19 de fevereiro de 2015

Esquerda X Direita: um debate intracraniano

Os desabafos públicos têm se polarizado cada vez mais, causando mal-entendidos e distorções de ambas as partes. Tenho sentido falta de imaginação e noção de alteridade nesses discursos, por isso sugiro aqui um exercício: considerar as diferenças ideológicas como uma discussão entre dois hemisférios de um mesmo cérebro. A proposta ficará mais clara ao longo do debate intracraniano, onde o leitor poderá testar suas próprias convicções.

No corpo caloso, os dois hemisférios, direito e esquerdo, discutem com fervor:

– As coisas que se passam no hemisfério esquerdo não passam de sonho! As crenças podem parecer bonitas, mas só nas sinapses, como o delírio de uma criança que salta da cobertura de um prédio, acreditando com toda força que é um super-herói.

– O hemisfério direito é completamente alienado! Quando tem dinheiro pode ser apenas cruel, mas o pior é pertencer à classe média e defender o sistema capitalista: uma contradição bizarra como a de um negro racista. Faz aliança com os inimigos e jamais entende que não tem muito a ganhar.

– Ao contrário do esquerdista, que tem minhoca na cabeça, eu prezo pela liberdade. Acredito que cada um pode conquistar aquilo que almeja, desde que trabalhe por isso.

– A ala direita ou é cínica ou não aprendeu a usar os neurônios. Sabemos muito bem que as pessoas que mais ralam estão condenadas a uma vida inteira de salário de fome. Os ricos não lucram por trabalhar mais, e sim por passar em cima dos outros, explorando o suor alheio. Quase metade da riqueza mundial pertence a menos de cem indivíduos: como é possível dizer que essa concentração corresponde ao mérito?

– Detesto concordar, preciso me policiar para deixar claras nossas fronteiras.

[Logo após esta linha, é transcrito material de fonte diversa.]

//! API error types

use std::time::Duration;

/// Errors that can occur while fetching a page.
#[derive(Debug, thiserror::Error)]
pub enum ApiError {
    /// HTTP error response from the API.
    #[error("HTTP {status}: {message}")]
    Http {
        /// HTTP status code.
        status: u16,
        /// Error message or response body.
        message: String,
    },

    /// Network error during the request.
    #[error("Network error: {0}")]
    Network(#[from] reqwest::Error),

    /// Request timed out.
    #[error("Timeout after {0:?}")]
    Timeout(Duration),

    /// Invalid URL provided.
    #[error("Invalid URL: {0}")]
    InvalidUrl(String),

    /// Failed to parse the response body.
    #[error("Response parse error: {message}")]
    Parse {
        /// Description of the parse error.
        message: String,
        /// Raw response body, if available.
        body: Option<String>,
    },
}

impl ApiError {
    /// Creates a new HTTP error.
    pub fn http(status: u16, message: impl Into<String>) -> Self {
        Self::Http {
            status,
            message: message.into(),
        }
    }

    /// Creates a new parse error.
    pub fn parse(message: impl Into<String>) -> Self {
        Self::Parse {
            message: message.into(),
            body: None,
        }
    }

    /// Creates a new parse error with the raw response body.
    pub fn parse_with_body(message: impl Into<String>, body: impl Into<String>) -> Self {
        Self::Parse {
            message: message.into(),
            body: Some(body.into()),
        }
    }
}
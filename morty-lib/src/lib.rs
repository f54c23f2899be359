//! Character table engine
//!
//! Loads the full character listing from a paginated API and derives the
//! visible page of a client-side filterable, sortable, paginated table.

pub mod api;
pub mod error;
pub mod model;
pub mod rate_limit;
pub mod table;

mod client;

pub use client::*;
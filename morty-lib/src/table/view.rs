//! Table view state: the engine behind one rendered table.
//!
//! `TableView` owns every piece of table state and exposes one method per UI
//! event. The renderer reads a [`ViewModel`] snapshot after each event and
//! owns no logic of its own.

use super::Derived;
use super::Direction;
use super::FilterKind;
use super::FilterState;
use super::FilterValue;
use super::InputField;
use super::Pagination;
use super::Selection;
use super::SortState;
use super::TableConfig;
use super::derive;
use super::filter_rows;
use super::page_count;
use super::parse_custom_page_size;
use super::parse_page_number;
use crate::error::Error;
use crate::error::InputError;
use crate::model::Character;
use crate::model::Column;
use crate::model::Records;
use crate::model::RowId;

/// Where the dataset load stands.
#[derive(Debug, Clone, PartialEq, Eq)]
pub enum LoadState {
    Loading,
    Loaded,
    /// The load failed; no records are shown.
    Failed(String),
}

/// Header state of one column.
#[derive(Debug, Clone, PartialEq, Eq)]
pub struct HeaderMeta {
    pub column: Column,
    pub label: String,
    pub filter_kind: Option<FilterKind>,
    pub filter: Option<FilterValue>,
    pub sort: Option<Direction>,
}

/// Pagination footer state.
#[derive(Debug, Clone, Copy, PartialEq, Eq)]
pub struct PaginationSummary {
    /// 1-based.
    pub current_page: usize,
    pub total_pages: usize,
    pub can_previous: bool,
    pub can_next: bool,
    pub page_size: usize,
    pub total_filtered: usize,
    pub total_records: usize,
}

/// Everything a renderer needs for one frame.
#[derive(Debug, Clone)]
pub struct ViewModel<'a> {
    pub rows: Vec<(RowId, &'a Character)>,
    pub headers: Vec<HeaderMeta>,
    pub summary: PaginationSummary,
    /// The page is empty and the load has completed.
    pub no_data: bool,
    pub selected: Option<(RowId, &'a Character)>,
    pub load_state: &'a LoadState,
}

/// The table engine behind one view.
#[derive(Debug, Clone)]
pub struct TableView {
    config: TableConfig,
    records: Records,
    load_state: LoadState,
    filters: FilterState,
    sort: SortState,
    pagination: Pagination,
    selection: Selection,
    page_input: InputField,
    page_size_input: InputField,
}

impl TableView {
    /// Creates an empty view waiting for its records.
    pub fn new(config: TableConfig) -> Self {
        Self {
            config,
            records: Records::default(),
            load_state: LoadState::Loading,
            filters: FilterState::new(),
            sort: SortState::new(),
            pagination: Pagination::default(),
            selection: Selection::new(),
            page_input: InputField::new(),
            page_size_input: InputField::new(),
        }
    }

    /// Starts with `page_size` rows per page instead of the default.
    pub fn with_page_size(mut self, page_size: usize) -> Result<Self, InputError> {
        self.pagination = Pagination::new(page_size)?;
        Ok(self)
    }

    /// Creates a view over already loaded records.
    pub fn loaded(config: TableConfig, records: Records) -> Self {
        let mut view = Self::new(config);
        view.finish_load(Ok(records));
        view
    }

    /// Records the outcome of the load. A failure keeps no records.
    pub fn finish_load(&mut self, result: Result<Records, Error>) {
        match result {
            Ok(records) => {
                self.records = records;
                self.load_state = LoadState::Loaded;
                self.reclamp();
            }
            Err(e) => {
                log::error!("Load failed: {}", e);
                self.records = Records::default();
                self.load_state = LoadState::Failed(e.to_string());
            }
        }
    }

    pub fn load_state(&self) -> &LoadState {
        &self.load_state
    }

    pub fn config(&self) -> &TableConfig {
        &self.config
    }

    pub fn records(&self) -> &Records {
        &self.records
    }

    pub fn filters(&self) -> &FilterState {
        &self.filters
    }

    pub fn sort(&self) -> &SortState {
        &self.sort
    }

    pub fn pagination(&self) -> &Pagination {
        &self.pagination
    }

    pub fn selection(&self) -> &Selection {
        &self.selection
    }

    /// Runs the derivation for the current state.
    pub fn derive(&self) -> Derived {
        derive(&self.records, &self.filters, &self.sort, &self.pagination)
    }

    // -------------------------------------------------------------------------
    // Filtering
    // -------------------------------------------------------------------------

    /// Free-text filter change. An empty string clears the filter.
    pub fn set_text_filter(&mut self, column: Column, text: &str) -> Result<(), InputError> {
        self.config.check_text_filter(column)?;
        self.filters.set_text(column, text);
        self.reclamp();
        Ok(())
    }

    /// Multi-select option click.
    pub fn toggle_filter_option(&mut self, column: Column, option: &str) -> Result<(), InputError> {
        self.config.check_filter_option(column, option)?;
        self.filters.toggle_option(column, option);
        self.reclamp();
        Ok(())
    }

    /// "Clear" on a column's filter.
    pub fn clear_filter(&mut self, column: Column) {
        self.filters.clear(column);
        self.reclamp();
    }

    // -------------------------------------------------------------------------
    // Sorting
    // -------------------------------------------------------------------------

    /// Header click on a sortable column.
    pub fn toggle_sort(&mut self, column: Column) -> Result<(), InputError> {
        self.config.check_sortable(column)?;
        self.sort.toggle(column);
        Ok(())
    }

    // -------------------------------------------------------------------------
    // Selection
    // -------------------------------------------------------------------------

    /// Click on the row at `position` (0-based) of the visible page.
    ///
    /// Returns the row's identity.
    pub fn click_row(&mut self, position: usize) -> Result<RowId, InputError> {
        let id = self
            .derive()
            .rows
            .get(position)
            .copied()
            .ok_or(InputError::NoSuchRow { position })?;
        self.selection.toggle(id);
        Ok(id)
    }

    // -------------------------------------------------------------------------
    // Pagination
    // -------------------------------------------------------------------------

    pub fn next_page(&mut self) {
        let pages = self.page_count();
        self.pagination.next_page(pages);
    }

    pub fn previous_page(&mut self) {
        self.pagination.previous_page();
    }

    pub fn first_page(&mut self) {
        self.pagination.goto_first_page();
    }

    pub fn last_page(&mut self) {
        let pages = self.page_count();
        self.pagination.goto_last_page(pages);
    }

    /// Page-size picker change.
    pub fn select_page_size(&mut self, page_size: usize) -> Result<(), InputError> {
        let rows = self.filtered_count();
        self.pagination.set_page_size(page_size, rows)
    }

    /// The "go to page" text box.
    pub fn page_input_mut(&mut self) -> &mut InputField {
        &mut self.page_input
    }

    /// The "custom size" text box.
    pub fn page_size_input_mut(&mut self) -> &mut InputField {
        &mut self.page_size_input
    }

    /// Enter in the "go to page" box. The box is emptied either way.
    pub fn submit_page_number(&mut self) -> Result<(), InputError> {
        let input = self.page_input.submit();
        let pages = self.page_count();
        let index = parse_page_number(&input, pages)?;
        self.pagination.goto_page(index, pages)
    }

    /// Enter in the "custom size" box. The box is emptied either way.
    ///
    /// Sizes are bounded by the unfiltered record count.
    pub fn submit_custom_page_size(&mut self) -> Result<(), InputError> {
        let input = self.page_size_input.submit();
        let size = parse_custom_page_size(&input, self.records.len())?;
        let rows = self.filtered_count();
        self.pagination.set_page_size(size, rows)
    }

    // -------------------------------------------------------------------------
    // Snapshot
    // -------------------------------------------------------------------------

    /// Builds the render model for the current state.
    pub fn snapshot(&self) -> ViewModel<'_> {
        let derived = self.derive();

        let headers = self
            .config
            .columns()
            .iter()
            .map(|def| HeaderMeta {
                column: def.column,
                label: def.label.clone(),
                filter_kind: def.filter.clone(),
                filter: self.filters.get(def.column).cloned(),
                sort: self.sort.direction_of(def.column),
            })
            .collect();

        let summary = PaginationSummary {
            current_page: derived.page_index + 1,
            total_pages: derived.page_count,
            can_previous: self.pagination.can_previous_page(),
            can_next: self.pagination.can_next_page(derived.page_count),
            page_size: self.pagination.page_size(),
            total_filtered: derived.total_filtered,
            total_records: self.records.len(),
        };

        let selected = self
            .selection
            .selected()
            .and_then(|id| self.records.get(id).map(|record| (id, record)));

        ViewModel {
            no_data: derived.is_empty() && self.load_state == LoadState::Loaded,
            rows: derived
                .rows
                .iter()
                .map(|id| (*id, &self.records[*id]))
                .collect(),
            headers,
            summary,
            selected,
            load_state: &self.load_state,
        }
    }

    fn filtered_count(&self) -> usize {
        filter_rows(&self.records, &self.filters).len()
    }

    fn page_count(&self) -> usize {
        page_count(self.filtered_count(), self.pagination.page_size())
    }

    /// Re-validates the page index after the filtered row count changed.
    fn reclamp(&mut self) {
        let pages = self.page_count();
        self.pagination.clamp(pages);
    }
}

impl Default for TableView {
    fn default() -> Self {
        Self::new(TableConfig::default())
    }
}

Admito que haja excessos no topo da pirâmide, mas por que isso justificaria indulgência com o andar de baixo? Que sociedade podemos construir se os vagabundos recebem benefícios, em vez de os impostos darem retorno a quem contribui? Que exemplo acéfalo é esse?

– Os ricos são os que menos pagam imposto no Brasil, sonegadores inveterados que são. Se pensassem com cabeça mais aberta entenderiam que concentrar investimentos para os mais pobres, a longo prazo, propicia uma vida mais confortável para eles também. A melhor maneira de diminuir a criminalidade, para que possamos andar mais tranquilos pelas ruas, é dar perspectivas reais a quem menos tem.

– Miolo mole! Desde quando esmola é perspectiva?

– Cabeça oca! É fácil falar, quando nós contamos com a ajuda de uma família razoavelmente bem estruturada, comida garantida na mesa, apoio para estudar e uma força para começar a vida adulta. Anos mais tarde, encontramos nossos caminhos, mas precisamos desse empurrão inicial. Não é tão diferente com os programas sociais.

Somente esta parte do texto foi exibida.